**HOW TO COMPLETE THIS TASK**
Beneath this task are records; print exactly the stretch of them from the line with "fn get(&self, record: &ByteRecord, column: &str)" through the line with "pub fn parse<R: Read>(reader: R)", both ends included.

□ □ □ □ □

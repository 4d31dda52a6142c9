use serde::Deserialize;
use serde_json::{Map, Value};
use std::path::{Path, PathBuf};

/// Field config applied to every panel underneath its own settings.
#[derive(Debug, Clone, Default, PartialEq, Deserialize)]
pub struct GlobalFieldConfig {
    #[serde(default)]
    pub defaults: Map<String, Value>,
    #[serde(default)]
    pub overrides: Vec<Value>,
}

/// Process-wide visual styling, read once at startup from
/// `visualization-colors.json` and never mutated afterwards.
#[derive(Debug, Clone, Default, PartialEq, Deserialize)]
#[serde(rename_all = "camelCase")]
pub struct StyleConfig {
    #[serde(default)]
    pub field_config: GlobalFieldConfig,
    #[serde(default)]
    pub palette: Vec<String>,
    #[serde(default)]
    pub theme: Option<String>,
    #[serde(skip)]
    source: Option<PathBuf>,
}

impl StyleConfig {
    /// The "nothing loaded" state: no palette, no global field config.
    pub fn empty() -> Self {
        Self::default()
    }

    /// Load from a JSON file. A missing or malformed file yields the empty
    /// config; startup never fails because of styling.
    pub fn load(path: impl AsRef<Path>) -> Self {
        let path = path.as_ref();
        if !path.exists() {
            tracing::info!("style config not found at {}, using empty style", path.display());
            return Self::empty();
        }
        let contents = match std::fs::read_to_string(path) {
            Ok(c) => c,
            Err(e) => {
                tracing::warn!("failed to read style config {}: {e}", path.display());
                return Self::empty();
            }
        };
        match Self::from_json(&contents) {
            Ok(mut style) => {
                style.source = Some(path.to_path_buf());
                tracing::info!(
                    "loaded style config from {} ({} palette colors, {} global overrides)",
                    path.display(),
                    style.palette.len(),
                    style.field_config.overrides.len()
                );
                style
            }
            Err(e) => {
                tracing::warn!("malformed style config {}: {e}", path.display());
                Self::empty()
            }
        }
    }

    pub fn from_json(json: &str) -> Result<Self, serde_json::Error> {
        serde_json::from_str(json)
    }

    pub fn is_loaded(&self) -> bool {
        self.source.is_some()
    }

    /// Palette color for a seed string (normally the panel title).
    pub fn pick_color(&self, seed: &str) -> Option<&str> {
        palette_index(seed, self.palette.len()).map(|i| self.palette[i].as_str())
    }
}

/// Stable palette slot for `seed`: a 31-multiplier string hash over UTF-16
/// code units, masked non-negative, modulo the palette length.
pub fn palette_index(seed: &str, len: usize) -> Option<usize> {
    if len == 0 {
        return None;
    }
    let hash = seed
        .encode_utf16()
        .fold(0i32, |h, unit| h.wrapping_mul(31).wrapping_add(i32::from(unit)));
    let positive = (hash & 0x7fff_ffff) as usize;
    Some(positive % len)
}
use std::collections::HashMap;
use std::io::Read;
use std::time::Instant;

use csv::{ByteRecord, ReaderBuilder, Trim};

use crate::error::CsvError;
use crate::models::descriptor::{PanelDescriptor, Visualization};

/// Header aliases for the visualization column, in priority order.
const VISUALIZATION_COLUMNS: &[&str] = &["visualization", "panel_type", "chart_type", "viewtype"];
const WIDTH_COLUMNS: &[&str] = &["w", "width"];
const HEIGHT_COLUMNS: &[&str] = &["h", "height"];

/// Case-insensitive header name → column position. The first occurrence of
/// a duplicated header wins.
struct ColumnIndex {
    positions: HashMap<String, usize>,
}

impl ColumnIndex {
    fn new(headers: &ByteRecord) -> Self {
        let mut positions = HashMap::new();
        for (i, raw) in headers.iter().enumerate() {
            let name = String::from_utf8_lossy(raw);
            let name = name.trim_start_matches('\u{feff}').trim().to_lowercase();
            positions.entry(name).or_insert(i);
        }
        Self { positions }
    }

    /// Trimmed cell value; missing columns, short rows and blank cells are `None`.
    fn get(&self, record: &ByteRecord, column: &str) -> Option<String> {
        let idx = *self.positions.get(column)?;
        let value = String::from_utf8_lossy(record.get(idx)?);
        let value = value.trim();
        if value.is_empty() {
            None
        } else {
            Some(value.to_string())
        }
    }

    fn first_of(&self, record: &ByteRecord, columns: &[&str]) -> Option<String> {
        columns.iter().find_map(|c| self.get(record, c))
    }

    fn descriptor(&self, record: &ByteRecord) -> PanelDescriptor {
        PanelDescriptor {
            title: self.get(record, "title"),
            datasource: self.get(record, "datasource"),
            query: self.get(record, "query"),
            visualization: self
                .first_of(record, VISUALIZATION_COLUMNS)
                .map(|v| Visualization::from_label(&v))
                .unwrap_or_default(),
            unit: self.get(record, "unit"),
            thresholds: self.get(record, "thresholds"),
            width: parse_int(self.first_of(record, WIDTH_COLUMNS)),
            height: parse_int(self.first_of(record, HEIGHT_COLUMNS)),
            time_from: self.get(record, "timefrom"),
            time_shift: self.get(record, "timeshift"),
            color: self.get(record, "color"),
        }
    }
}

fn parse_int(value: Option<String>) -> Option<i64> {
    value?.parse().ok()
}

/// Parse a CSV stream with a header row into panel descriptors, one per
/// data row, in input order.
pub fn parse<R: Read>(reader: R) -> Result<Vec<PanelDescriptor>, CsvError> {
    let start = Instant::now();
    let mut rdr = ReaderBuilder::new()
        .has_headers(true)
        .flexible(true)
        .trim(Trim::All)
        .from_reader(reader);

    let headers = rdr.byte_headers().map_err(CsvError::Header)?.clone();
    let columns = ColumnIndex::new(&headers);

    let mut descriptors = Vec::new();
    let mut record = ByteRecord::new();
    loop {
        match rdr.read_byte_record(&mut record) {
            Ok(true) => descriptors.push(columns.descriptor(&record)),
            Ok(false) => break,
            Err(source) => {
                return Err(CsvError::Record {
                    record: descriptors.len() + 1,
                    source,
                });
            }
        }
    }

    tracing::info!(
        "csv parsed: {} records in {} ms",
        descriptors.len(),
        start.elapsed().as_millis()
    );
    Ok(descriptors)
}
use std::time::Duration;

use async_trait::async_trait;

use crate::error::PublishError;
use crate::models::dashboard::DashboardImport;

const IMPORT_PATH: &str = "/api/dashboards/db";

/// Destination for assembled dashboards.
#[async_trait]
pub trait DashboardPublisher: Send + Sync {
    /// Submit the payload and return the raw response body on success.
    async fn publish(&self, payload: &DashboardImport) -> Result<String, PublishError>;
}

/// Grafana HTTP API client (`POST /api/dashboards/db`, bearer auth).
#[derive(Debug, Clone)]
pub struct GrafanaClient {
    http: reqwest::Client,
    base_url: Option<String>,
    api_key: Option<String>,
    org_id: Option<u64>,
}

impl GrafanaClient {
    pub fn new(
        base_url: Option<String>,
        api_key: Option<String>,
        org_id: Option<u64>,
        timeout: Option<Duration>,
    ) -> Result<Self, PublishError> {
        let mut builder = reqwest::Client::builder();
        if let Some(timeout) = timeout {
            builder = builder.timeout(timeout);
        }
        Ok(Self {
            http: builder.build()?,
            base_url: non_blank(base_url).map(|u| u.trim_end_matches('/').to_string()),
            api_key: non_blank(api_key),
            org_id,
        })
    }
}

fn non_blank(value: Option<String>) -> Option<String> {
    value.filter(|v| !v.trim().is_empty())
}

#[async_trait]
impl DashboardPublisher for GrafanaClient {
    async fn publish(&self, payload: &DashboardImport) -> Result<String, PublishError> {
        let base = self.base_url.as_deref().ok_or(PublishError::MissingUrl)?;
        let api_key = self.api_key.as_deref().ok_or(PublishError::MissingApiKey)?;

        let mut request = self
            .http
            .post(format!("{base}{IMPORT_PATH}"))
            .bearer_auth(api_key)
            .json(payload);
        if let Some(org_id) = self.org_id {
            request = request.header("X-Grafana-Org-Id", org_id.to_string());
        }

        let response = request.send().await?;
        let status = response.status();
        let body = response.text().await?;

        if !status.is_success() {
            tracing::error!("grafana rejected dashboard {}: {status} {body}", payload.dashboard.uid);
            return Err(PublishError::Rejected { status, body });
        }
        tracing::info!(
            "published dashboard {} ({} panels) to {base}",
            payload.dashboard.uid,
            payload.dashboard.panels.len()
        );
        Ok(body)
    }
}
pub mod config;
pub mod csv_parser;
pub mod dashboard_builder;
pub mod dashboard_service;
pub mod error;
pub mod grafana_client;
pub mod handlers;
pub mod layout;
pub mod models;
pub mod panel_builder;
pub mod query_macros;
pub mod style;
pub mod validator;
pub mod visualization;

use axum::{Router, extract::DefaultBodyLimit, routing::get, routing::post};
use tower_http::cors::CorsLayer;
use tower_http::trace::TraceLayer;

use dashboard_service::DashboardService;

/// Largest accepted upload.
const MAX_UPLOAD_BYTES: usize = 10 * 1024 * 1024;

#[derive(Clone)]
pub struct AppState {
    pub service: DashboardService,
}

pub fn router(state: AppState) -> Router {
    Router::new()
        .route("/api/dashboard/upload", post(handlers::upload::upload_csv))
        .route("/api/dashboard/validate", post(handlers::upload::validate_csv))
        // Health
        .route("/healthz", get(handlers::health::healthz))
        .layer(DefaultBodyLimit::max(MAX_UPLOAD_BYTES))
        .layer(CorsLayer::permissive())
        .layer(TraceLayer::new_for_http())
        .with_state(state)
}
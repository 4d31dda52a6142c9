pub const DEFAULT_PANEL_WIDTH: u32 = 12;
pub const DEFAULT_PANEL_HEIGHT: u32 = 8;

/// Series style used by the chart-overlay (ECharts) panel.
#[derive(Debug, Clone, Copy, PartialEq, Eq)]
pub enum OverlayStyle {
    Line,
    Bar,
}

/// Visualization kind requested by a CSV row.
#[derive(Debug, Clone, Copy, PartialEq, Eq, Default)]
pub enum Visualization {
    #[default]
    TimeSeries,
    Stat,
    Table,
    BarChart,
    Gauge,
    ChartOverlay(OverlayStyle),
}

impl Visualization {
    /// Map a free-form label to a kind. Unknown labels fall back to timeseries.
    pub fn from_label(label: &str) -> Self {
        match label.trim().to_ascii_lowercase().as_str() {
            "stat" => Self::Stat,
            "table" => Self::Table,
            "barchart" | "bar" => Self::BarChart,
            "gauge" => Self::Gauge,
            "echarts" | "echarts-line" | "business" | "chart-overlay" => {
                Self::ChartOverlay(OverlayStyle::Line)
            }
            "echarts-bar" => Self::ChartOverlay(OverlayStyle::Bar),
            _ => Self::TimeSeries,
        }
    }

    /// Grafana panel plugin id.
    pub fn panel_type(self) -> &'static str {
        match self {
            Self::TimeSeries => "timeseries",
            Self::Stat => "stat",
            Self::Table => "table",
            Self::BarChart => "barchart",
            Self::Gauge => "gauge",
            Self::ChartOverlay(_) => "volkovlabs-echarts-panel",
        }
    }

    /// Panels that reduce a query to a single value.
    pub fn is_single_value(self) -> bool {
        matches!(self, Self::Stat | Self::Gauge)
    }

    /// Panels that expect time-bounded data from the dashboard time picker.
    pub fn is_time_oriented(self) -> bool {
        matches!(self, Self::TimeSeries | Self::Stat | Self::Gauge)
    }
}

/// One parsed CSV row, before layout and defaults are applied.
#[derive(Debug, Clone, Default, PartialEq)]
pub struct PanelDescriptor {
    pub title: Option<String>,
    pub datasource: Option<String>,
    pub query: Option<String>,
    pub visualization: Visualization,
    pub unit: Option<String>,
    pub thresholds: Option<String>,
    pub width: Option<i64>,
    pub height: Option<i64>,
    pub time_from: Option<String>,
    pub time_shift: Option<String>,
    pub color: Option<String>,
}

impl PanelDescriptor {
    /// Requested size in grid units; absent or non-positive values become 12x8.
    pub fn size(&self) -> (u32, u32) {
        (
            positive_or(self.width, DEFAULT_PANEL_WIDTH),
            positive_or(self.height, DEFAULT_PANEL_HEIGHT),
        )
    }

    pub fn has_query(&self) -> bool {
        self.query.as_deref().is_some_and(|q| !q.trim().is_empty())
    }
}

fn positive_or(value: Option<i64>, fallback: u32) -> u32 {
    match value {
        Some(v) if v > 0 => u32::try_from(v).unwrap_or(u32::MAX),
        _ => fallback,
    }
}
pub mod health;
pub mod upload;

□ □ □ □ □

**RESPONSE BELOW**
    fn get(&self, record: &ByteRecord, column: &str) -> Option<String> {
        let idx = *self.positions.get(column)?;
        let value = String::from_utf8_lossy(record.get(idx)?);
        let value = value.trim();
        if value.is_empty() {
            None
        } else {
            Some(value.to_string())
        }
    }

    fn first_of(&self, record: &ByteRecord, columns: &[&str]) -> Option<String> {
        columns.iter().find_map(|c| self.get(record, c))
    }

    fn descriptor(&self, record: &ByteRecord) -> PanelDescriptor {
        PanelDescriptor {
            title: self.get(record, "title"),
            datasource: self.get(record, "datasource"),
            query: self.get(record, "query"),
            visualization: self
                .first_of(record, VISUALIZATION_COLUMNS)
                .map(|v| Visualization::from_label(&v))
                .unwrap_or_default(),
            unit: self.get(record, "unit"),
            thresholds: self.get(record, "thresholds"),
            width: parse_int(self.first_of(record, WIDTH_COLUMNS)),
            height: parse_int(self.first_of(record, HEIGHT_COLUMNS)),
            time_from: self.get(record, "timefrom"),
            time_shift: self.get(record, "timeshift"),
            color: self.get(record, "color"),
        }
    }
}

fn parse_int(value: Option<String>) -> Option<i64> {
    value?.parse().ok()
}

/// Parse a CSV stream with a header row into panel descriptors, one per
/// data row, in input order.
pub fn parse<R: Read>(reader: R) -> Result<Vec<PanelDescriptor>, CsvError> {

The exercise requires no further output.